Task details → Only those lines in the data below from the line containing "if let Some(path)" through the line containing "builder = builder.with_url(endpoint.trim_end_matches('/'));", both included, should be restated word for word.

Provided records →
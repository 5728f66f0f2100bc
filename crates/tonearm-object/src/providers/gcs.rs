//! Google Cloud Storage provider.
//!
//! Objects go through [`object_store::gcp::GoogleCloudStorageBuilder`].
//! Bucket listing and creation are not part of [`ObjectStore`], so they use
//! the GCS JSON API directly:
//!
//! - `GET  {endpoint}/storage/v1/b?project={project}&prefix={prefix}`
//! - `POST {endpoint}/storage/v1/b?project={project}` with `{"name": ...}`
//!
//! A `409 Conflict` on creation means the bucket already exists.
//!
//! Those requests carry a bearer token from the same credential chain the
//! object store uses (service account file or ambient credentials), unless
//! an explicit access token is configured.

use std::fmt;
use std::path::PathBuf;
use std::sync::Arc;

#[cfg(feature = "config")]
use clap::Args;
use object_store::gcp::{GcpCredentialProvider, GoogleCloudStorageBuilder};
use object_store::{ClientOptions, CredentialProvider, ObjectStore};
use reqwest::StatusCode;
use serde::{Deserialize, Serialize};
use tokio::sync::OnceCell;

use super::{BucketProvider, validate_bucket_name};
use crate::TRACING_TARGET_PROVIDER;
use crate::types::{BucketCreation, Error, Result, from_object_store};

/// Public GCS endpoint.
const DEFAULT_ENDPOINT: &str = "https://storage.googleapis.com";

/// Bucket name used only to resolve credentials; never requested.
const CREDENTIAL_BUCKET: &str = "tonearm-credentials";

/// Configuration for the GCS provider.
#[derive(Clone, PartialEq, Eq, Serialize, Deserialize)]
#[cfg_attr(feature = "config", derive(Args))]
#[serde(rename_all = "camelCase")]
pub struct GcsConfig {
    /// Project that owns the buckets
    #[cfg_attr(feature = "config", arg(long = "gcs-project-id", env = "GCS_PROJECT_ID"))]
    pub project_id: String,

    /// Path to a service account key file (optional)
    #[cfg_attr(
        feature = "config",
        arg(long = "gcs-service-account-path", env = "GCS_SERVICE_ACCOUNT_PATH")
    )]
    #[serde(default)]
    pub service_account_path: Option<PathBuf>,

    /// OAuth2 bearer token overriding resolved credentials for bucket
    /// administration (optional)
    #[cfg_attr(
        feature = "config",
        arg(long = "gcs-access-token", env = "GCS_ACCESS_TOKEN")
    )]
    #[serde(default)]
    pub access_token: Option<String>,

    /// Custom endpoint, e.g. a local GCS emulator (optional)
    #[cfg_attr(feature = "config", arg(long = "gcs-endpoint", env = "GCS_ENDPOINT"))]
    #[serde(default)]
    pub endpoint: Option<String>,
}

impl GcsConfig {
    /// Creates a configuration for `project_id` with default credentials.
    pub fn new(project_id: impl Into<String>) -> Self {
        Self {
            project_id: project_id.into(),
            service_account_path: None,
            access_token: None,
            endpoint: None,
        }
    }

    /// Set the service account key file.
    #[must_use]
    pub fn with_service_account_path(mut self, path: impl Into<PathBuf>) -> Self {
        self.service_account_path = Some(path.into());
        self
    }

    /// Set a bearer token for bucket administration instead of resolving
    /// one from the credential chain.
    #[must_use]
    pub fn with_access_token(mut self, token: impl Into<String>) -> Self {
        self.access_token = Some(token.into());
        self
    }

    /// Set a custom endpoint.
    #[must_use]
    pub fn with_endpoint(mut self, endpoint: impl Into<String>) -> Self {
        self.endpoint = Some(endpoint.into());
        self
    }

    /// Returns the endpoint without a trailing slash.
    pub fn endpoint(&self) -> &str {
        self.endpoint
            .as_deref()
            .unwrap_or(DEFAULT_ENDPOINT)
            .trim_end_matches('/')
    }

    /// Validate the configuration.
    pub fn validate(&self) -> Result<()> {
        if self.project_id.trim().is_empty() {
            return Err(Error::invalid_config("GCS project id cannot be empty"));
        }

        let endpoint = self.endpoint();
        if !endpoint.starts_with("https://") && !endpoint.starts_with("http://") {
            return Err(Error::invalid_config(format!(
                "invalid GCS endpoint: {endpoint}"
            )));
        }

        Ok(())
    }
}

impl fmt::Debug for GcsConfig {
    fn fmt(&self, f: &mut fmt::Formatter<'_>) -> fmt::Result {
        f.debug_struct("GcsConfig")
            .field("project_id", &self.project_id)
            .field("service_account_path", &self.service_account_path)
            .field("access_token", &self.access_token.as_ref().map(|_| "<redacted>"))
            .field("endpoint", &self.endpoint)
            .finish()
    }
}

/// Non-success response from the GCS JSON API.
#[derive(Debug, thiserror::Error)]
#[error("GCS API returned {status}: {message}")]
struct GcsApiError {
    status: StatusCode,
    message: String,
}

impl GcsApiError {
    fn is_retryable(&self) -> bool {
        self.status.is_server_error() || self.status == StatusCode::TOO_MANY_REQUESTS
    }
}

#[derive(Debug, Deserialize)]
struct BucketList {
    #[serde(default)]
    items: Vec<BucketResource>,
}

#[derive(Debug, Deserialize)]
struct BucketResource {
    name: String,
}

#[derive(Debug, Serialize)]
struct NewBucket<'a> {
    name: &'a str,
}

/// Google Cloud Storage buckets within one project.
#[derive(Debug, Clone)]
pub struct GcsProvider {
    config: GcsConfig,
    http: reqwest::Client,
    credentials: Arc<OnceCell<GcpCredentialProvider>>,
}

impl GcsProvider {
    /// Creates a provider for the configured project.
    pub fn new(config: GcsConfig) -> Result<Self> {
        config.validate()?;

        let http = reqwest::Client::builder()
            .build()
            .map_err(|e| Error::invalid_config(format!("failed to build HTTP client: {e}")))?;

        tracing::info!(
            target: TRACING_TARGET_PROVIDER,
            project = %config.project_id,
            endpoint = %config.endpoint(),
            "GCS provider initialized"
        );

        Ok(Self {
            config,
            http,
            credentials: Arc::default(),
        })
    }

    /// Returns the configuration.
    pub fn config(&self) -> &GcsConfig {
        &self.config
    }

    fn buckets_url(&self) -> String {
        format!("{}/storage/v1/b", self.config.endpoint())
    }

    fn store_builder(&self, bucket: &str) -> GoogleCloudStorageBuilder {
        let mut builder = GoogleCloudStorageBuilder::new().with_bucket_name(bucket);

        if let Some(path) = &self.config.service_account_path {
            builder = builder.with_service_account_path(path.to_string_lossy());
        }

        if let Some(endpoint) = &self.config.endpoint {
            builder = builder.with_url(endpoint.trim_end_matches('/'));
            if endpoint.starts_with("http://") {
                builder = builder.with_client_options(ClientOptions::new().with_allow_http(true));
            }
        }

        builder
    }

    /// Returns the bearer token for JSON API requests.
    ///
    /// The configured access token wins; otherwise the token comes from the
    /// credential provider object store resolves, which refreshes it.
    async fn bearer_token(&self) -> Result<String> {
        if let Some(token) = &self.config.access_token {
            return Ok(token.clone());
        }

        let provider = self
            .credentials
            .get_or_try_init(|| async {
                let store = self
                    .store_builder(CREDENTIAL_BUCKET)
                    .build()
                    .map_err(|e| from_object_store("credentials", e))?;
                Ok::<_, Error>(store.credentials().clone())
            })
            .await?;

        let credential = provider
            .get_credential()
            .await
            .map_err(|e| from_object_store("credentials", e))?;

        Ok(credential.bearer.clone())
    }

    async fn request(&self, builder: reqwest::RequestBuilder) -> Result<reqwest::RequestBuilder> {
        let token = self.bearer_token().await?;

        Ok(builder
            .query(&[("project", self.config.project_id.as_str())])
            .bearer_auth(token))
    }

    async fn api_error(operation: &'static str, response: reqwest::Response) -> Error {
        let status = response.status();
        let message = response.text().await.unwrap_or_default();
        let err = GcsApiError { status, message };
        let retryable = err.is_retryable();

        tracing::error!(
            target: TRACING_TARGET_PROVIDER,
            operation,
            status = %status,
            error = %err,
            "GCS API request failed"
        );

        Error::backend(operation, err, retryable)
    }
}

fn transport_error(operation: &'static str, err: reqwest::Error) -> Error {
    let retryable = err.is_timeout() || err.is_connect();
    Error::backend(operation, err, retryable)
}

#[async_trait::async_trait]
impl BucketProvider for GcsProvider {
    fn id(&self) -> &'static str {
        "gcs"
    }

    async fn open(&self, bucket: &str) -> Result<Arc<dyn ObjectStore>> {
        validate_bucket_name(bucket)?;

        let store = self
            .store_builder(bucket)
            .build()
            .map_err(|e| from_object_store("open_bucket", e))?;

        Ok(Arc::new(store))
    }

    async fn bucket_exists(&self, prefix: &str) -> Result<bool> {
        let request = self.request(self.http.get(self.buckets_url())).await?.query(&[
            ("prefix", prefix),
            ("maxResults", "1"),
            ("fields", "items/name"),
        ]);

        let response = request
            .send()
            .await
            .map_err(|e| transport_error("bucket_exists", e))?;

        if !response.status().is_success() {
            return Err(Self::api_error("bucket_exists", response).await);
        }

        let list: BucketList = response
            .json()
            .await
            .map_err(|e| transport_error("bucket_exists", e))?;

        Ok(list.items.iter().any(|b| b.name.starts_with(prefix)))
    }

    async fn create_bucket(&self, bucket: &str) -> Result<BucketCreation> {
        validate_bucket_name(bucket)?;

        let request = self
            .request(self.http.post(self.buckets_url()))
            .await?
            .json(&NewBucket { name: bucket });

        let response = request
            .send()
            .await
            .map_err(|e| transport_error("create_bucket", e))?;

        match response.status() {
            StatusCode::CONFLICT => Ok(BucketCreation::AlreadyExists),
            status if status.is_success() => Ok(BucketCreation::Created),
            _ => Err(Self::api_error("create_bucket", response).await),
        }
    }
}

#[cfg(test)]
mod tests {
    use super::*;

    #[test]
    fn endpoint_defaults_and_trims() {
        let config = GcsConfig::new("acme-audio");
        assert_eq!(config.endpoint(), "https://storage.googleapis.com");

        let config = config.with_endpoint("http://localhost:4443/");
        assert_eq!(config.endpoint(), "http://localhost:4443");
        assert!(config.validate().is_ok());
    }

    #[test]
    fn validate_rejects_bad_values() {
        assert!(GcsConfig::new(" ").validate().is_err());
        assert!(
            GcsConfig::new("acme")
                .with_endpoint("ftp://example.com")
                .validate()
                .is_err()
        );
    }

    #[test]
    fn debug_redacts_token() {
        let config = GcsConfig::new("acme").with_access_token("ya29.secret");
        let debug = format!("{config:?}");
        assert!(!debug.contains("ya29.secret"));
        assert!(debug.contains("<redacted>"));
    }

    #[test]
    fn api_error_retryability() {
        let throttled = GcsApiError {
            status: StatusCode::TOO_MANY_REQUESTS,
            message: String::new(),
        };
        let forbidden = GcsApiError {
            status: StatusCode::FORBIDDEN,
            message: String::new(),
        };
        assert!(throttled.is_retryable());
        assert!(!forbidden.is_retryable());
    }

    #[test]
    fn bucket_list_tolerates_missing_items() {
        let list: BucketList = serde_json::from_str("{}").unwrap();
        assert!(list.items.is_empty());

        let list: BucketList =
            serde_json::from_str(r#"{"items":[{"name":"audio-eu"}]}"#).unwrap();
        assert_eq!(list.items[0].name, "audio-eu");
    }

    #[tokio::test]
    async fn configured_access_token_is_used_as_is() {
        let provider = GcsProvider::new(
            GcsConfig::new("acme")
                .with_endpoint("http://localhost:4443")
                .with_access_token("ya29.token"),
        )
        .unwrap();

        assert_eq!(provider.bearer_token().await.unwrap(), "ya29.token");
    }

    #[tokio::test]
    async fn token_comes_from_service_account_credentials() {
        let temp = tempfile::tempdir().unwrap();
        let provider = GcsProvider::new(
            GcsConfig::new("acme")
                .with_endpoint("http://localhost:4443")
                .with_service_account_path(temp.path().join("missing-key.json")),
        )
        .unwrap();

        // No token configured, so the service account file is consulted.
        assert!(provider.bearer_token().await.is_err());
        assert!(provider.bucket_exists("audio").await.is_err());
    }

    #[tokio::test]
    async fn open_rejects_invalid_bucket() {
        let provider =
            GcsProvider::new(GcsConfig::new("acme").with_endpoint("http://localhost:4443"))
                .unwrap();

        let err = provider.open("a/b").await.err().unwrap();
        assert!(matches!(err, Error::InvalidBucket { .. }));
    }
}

Solution →
        if let Some(path) = &self.config.service_account_path {
            builder = builder.with_service_account_path(path.to_string_lossy());
        }

        if let Some(endpoint) = &self.config.endpoint {
            builder = builder.with_url(endpoint.trim_end_matches('/'));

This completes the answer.